-------- INFORMATION SUPPLIED

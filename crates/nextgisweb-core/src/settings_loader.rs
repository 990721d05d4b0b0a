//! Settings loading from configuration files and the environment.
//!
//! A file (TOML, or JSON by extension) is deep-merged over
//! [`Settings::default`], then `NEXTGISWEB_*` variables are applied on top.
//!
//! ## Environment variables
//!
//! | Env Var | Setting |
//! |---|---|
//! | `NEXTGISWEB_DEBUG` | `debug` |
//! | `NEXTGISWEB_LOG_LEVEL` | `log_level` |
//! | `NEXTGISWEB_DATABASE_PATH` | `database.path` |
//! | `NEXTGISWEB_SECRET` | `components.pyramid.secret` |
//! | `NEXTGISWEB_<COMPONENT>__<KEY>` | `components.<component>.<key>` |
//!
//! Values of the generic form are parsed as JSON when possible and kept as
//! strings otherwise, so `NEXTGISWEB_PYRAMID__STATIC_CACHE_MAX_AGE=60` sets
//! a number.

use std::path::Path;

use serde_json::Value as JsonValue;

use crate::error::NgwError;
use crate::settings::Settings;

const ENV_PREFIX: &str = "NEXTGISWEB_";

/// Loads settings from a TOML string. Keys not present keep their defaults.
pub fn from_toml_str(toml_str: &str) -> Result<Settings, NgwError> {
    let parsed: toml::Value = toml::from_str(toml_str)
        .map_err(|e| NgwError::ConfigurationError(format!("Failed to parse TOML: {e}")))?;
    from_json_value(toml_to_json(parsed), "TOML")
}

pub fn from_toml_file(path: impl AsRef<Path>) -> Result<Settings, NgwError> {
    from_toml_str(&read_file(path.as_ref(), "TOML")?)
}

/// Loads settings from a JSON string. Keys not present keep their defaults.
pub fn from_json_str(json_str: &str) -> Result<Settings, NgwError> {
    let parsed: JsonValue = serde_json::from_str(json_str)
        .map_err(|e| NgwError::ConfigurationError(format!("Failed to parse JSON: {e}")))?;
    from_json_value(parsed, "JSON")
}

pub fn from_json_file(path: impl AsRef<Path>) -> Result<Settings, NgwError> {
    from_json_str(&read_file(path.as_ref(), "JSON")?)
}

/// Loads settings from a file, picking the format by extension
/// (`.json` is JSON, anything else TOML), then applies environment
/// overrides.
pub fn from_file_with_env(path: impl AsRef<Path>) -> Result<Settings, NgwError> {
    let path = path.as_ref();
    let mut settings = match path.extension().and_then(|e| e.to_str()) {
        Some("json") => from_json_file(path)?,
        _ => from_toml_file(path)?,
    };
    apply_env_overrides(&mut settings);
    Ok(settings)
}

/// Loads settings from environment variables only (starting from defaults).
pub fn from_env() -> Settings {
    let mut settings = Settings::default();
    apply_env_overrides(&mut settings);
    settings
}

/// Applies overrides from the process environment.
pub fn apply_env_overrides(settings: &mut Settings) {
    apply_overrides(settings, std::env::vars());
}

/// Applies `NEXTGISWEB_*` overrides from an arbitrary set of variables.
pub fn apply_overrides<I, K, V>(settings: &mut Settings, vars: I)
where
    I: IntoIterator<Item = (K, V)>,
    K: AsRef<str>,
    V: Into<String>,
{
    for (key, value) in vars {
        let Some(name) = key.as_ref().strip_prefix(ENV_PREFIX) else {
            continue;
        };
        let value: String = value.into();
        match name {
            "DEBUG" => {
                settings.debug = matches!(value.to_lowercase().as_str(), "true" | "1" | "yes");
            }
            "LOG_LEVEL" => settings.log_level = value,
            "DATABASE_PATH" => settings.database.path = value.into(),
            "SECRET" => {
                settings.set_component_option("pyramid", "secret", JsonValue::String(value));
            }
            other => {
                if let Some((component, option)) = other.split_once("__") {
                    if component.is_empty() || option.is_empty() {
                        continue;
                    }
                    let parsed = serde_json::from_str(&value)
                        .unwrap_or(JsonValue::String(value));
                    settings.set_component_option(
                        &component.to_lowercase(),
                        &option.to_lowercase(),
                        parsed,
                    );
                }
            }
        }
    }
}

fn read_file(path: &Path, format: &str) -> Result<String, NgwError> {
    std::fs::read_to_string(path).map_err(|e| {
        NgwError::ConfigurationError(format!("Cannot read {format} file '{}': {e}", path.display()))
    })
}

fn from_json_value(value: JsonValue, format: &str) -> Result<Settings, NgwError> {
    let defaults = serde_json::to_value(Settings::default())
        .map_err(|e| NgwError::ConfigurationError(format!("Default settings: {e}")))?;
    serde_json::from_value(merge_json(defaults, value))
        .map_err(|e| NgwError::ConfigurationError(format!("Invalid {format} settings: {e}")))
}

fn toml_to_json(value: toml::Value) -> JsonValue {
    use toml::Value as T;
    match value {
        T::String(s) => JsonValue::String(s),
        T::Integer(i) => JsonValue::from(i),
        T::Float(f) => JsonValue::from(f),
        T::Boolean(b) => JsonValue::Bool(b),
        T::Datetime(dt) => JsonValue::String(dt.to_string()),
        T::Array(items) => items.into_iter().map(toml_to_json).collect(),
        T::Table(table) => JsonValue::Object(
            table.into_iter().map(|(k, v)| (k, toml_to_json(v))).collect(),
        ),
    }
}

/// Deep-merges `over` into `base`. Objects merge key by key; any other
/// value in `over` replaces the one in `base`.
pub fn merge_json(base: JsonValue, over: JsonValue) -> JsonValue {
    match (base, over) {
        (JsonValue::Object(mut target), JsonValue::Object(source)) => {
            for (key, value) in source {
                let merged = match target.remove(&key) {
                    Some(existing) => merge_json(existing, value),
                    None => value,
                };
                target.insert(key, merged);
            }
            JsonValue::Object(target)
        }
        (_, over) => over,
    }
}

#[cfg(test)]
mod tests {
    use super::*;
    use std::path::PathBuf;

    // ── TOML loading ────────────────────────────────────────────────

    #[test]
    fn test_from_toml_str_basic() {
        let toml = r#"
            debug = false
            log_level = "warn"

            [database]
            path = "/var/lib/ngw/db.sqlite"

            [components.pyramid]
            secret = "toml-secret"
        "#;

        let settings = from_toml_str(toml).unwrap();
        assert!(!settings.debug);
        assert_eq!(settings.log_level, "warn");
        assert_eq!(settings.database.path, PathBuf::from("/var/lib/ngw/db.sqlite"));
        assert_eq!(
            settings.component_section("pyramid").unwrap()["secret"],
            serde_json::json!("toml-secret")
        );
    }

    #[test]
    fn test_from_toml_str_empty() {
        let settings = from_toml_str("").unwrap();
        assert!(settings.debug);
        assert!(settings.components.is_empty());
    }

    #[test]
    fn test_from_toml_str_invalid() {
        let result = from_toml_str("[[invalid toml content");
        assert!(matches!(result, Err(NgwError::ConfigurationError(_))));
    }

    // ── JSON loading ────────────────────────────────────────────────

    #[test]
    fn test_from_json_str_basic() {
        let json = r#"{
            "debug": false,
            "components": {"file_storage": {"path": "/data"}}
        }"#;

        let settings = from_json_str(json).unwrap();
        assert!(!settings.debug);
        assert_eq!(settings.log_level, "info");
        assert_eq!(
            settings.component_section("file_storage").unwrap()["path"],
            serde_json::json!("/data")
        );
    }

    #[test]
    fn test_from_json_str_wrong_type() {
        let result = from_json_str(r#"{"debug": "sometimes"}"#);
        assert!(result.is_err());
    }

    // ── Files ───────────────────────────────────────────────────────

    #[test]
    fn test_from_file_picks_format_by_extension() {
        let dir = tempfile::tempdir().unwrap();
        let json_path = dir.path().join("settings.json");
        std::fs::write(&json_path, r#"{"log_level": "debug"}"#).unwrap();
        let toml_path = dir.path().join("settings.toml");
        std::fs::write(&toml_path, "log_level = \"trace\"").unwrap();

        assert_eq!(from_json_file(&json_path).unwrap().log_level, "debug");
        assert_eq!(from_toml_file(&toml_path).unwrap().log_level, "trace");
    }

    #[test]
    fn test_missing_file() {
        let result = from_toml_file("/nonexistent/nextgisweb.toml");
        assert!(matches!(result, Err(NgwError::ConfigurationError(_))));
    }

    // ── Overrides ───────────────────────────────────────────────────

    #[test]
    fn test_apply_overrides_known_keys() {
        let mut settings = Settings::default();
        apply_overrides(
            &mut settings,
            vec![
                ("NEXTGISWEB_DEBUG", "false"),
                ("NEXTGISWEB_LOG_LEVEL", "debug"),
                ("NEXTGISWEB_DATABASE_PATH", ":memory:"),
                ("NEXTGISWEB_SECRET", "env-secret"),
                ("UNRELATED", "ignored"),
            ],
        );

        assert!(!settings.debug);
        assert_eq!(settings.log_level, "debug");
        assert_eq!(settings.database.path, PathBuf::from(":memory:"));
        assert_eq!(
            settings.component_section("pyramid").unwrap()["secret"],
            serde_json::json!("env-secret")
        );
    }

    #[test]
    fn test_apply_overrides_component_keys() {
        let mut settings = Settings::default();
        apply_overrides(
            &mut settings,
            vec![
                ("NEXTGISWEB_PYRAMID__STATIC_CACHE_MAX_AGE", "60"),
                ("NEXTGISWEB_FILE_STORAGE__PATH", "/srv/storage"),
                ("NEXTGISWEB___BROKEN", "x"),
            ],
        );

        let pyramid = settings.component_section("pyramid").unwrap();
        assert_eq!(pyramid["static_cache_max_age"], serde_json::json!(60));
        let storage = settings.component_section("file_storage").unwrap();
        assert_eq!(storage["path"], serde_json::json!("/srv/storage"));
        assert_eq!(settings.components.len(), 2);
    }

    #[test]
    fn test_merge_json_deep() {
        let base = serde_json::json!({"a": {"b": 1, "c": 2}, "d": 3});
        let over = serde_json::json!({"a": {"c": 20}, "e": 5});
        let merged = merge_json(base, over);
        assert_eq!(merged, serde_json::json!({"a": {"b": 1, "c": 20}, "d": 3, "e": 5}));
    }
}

----------------

■ YOUR TASK
Your answer should be one number: how many lines in the preceding listing hold "Loads".

■ EXERCISE ANSWER
4